Somewhere below is a line with "pub enum TargetKind" and, later, a line with "path is used."; repeat those two lines and all the lines between them, exactly as they are.

Saved data entries:
═══

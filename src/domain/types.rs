//! Shared domain types.
//!
//! These types are intentionally kept lightweight and serializable so they can be:
//!
//! - used in-memory during fitting
//! - exported to JSON (fitted model artifacts)
//! - reloaded later for scoring new loan files

use std::path::PathBuf;

use chrono::{DateTime, Utc};
use clap::ValueEnum;
use serde::{Deserialize, Serialize};

/// Which quantity a model estimates.
#[derive(Debug, Clone, Copy, PartialEq, Eq, Serialize, Deserialize, ValueEnum)]
#[serde(rename_all = "lowercase")]
pub enum TargetKind {
    /// Loss Given Default: the fraction of exposure lost once a loan defaults.
    Lgd,
    /// Probability of Default: `loss > 0`.
    Pd,
}

impl TargetKind {
    pub fn display_name(self) -> &'static str {
        match self {
            TargetKind::Lgd => "LGD",
            TargetKind::Pd => "PD",
        }
    }

    /// Header of the single-column prediction CSV.
    pub fn output_column(self) -> &'static str {
        match self {
            TargetKind::Lgd => "lgd",
            TargetKind::Pd => "pd",
        }
    }

    pub fn family(self) -> Family {
        match self {
            TargetKind::Lgd => Family::Gaussian,
            TargetKind::Pd => Family::Binomial,
        }
    }

    pub fn default_measure(self) -> Measure {
        match self {
            TargetKind::Lgd => Measure::Mse,
            TargetKind::Pd => Measure::Auc,
        }
    }
}

/// Response distribution / link of a linear model.
#[derive(Debug, Clone, Copy, PartialEq, Eq, Serialize, Deserialize)]
#[serde(rename_all = "lowercase")]
pub enum Family {
    /// Identity link, squared-error loss.
    Gaussian,
    /// Logit link, binomial deviance.
    Binomial,
}

/// Loss used to score held-out folds during cross-validation.
#[derive(Debug, Clone, Copy, PartialEq, Eq, Serialize, Deserialize, ValueEnum)]
#[serde(rename_all = "lowercase")]
pub enum Measure {
    /// Mean squared error.
    Mse,
    /// Mean absolute error.
    Mae,
    /// Mean deviance (squared error for gaussian, binomial deviance otherwise).
    Deviance,
    /// Misclassification rate at a 0.5 threshold (binomial only).
    Class,
    /// Area under the ROC curve (binomial only, higher is better).
    Auc,
}

impl Measure {
    pub fn name(self) -> &'static str {
        match self {
            Measure::Mse => "mse",
            Measure::Mae => "mae",
            Measure::Deviance => "deviance",
            Measure::Class => "class",
            Measure::Auc => "auc",
        }
    }

    pub fn higher_is_better(self) -> bool {
        matches!(self, Measure::Auc)
    }

    pub fn binomial_only(self) -> bool {
        matches!(self, Measure::Class | Measure::Auc)
    }
}

/// Which point on the cross-validated path is used.
#[derive(Debug, Clone, Copy, PartialEq, Eq, Serialize, Deserialize, ValueEnum)]
pub enum LambdaRule {
    /// The λ with the best mean CV error.
    #[serde(rename = "min")]
    #[value(name = "min")]
    Min,
    /// The largest λ whose CV error is within one standard error of the best.
    #[serde(rename = "1se")]
    #[value(name = "1se")]
    OneSe,
}

impl LambdaRule {
    pub fn label(self) -> &'static str {
        match self {
            LambdaRule::Min => "lambda.min",
            LambdaRule::OneSe => "lambda.1se",
        }
    }
}

/// Closed interval predictions are clipped to.
#[derive(Debug, Clone, Copy, PartialEq, Serialize, Deserialize)]
pub struct ClipRange {
    pub lo: f64,
    pub hi: f64,
}

impl ClipRange {
    /// Finite bounds with `lo <= hi`; `apply` relies on this.
    pub fn is_valid(&self) -> bool {
        self.lo.is_finite() && self.hi.is_finite() && self.lo <= self.hi
    }

    pub fn apply(&self, v: f64) -> f64 {
        v.clamp(self.lo, self.hi)
    }
}

/// A full run's configuration as understood by the pipeline.
///
/// This is derived from CLI flags (plus defaults).
#[derive(Debug, Clone)]
pub struct PipelineConfig {
    pub train_path: PathBuf,
    pub id_column: String,
    pub target_column: String,

    /// LGD target = `loss / target_scale`.
    pub target_scale: f64,
    /// Train LGD only on rows with `loss > 0`.
    pub lgd_defaulted_only: bool,
    pub lgd_clip: Option<ClipRange>,

    pub freq_cut: f64,
    pub unique_cut: f64,
    pub corr_cutoff: Option<f64>,

    /// Elastic-net mixing: 1 = lasso, 0 = ridge.
    pub alpha: f64,
    pub nlambda: usize,
    pub lambda_min_ratio: Option<f64>,
    pub nfolds: usize,
    pub seed: u64,
    /// `None` picks the target's default measure.
    pub measure: Option<Measure>,
    pub lambda_rule: LambdaRule,
    /// `0` keeps every non-zero predictor.
    pub max_predictors: usize,
    pub relaxed: bool,
    pub max_iter: usize,
    pub tol: f64,

    /// Fraction of training rows held out for evaluation (0 disables).
    pub holdout: f64,

    pub plot: bool,
    pub plot_width: usize,
    pub plot_height: usize,
}

impl PipelineConfig {
    pub fn measure_for(&self, target: TargetKind) -> Measure {
        self.measure.unwrap_or_else(|| target.default_measure())
    }
}

impl Default for PipelineConfig {
    fn default() -> Self {
        Self {
            train_path: PathBuf::from("train.csv"),
            id_column: "id".to_string(),
            target_column: "loss".to_string(),
            target_scale: 100.0,
            lgd_defaulted_only: true,
            lgd_clip: Some(ClipRange { lo: 0.0, hi: 1.0 }),
            freq_cut: 95.0 / 5.0,
            unique_cut: 10.0,
            corr_cutoff: None,
            alpha: 1.0,
            nlambda: 100,
            lambda_min_ratio: None,
            nfolds: 10,
            seed: 42,
            measure: None,
            lambda_rule: LambdaRule::Min,
            max_predictors: 30,
            relaxed: false,
            max_iter: 10_000,
            tol: 1e-7,
            holdout: 0.2,
            plot: true,
            plot_width: 72,
            plot_height: 18,
        }
    }
}

/// Per-feature preprocessing parameters stored with a fitted model.
#[derive(Debug, Clone, PartialEq, Serialize, Deserialize)]
pub struct FeatureTransform {
    pub name: String,
    pub median: f64,
    pub mean: f64,
    pub scale: f64,
    /// Coefficient on the standardized feature.
    pub coefficient: f64,
}

/// A saved model file (JSON).
///
/// Everything needed to score a new loan table: which columns to read, how to
/// impute and standardize them, and the linear predictor.
#[derive(Debug, Clone, Serialize, Deserialize)]
pub struct FittedModel {
    pub tool: String,
    pub fitted_at: DateTime<Utc>,
    pub target: TargetKind,
    pub family: Family,
    pub id_column: String,
    pub target_scale: f64,
    pub intercept: f64,
    pub features: Vec<FeatureTransform>,
    pub lambda: f64,
    pub alpha: f64,
    pub lambda_rule: LambdaRule,
    pub relaxed: bool,
    pub clip: Option<ClipRange>,
}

═══

SOLUTION BELOW:
pub enum TargetKind {
    /// Loss Given Default: the fraction of exposure lost once a loan defaults.
    Lgd,
    /// Probability of Default: `loss > 0`.
    Pd,
}

impl TargetKind {
    pub fn display_name(self) -> &'static str {
        match self {
            TargetKind::Lgd => "LGD",
            TargetKind::Pd => "PD",
        }
    }

    /// Header of the single-column prediction CSV.
    pub fn output_column(self) -> &'static str {
        match self {
            TargetKind::Lgd => "lgd",
            TargetKind::Pd => "pd",
        }
    }

    pub fn family(self) -> Family {
        match self {
            TargetKind::Lgd => Family::Gaussian,
            TargetKind::Pd => Family::Binomial,
        }
    }

    pub fn default_measure(self) -> Measure {
        match self {
            TargetKind::Lgd => Measure::Mse,
            TargetKind::Pd => Measure::Auc,
        }
    }
}

/// Response distribution / link of a linear model.
#[derive(Debug, Clone, Copy, PartialEq, Eq, Serialize, Deserialize)]
#[serde(rename_all = "lowercase")]
pub enum Family {
    /// Identity link, squared-error loss.
    Gaussian,
    /// Logit link, binomial deviance.
    Binomial,
}

/// Loss used to score held-out folds during cross-validation.
#[derive(Debug, Clone, Copy, PartialEq, Eq, Serialize, Deserialize, ValueEnum)]
#[serde(rename_all = "lowercase")]
pub enum Measure {
    /// Mean squared error.
    Mse,
    /// Mean absolute error.
    Mae,
    /// Mean deviance (squared error for gaussian, binomial deviance otherwise).
    Deviance,
    /// Misclassification rate at a 0.5 threshold (binomial only).
    Class,
    /// Area under the ROC curve (binomial only, higher is better).
    Auc,
}

impl Measure {
    pub fn name(self) -> &'static str {
        match self {
            Measure::Mse => "mse",
            Measure::Mae => "mae",
            Measure::Deviance => "deviance",
            Measure::Class => "class",
            Measure::Auc => "auc",
        }
    }

    pub fn higher_is_better(self) -> bool {
        matches!(self, Measure::Auc)
    }

    pub fn binomial_only(self) -> bool {
        matches!(self, Measure::Class | Measure::Auc)
    }
}

/// Which point on the cross-validated path is used.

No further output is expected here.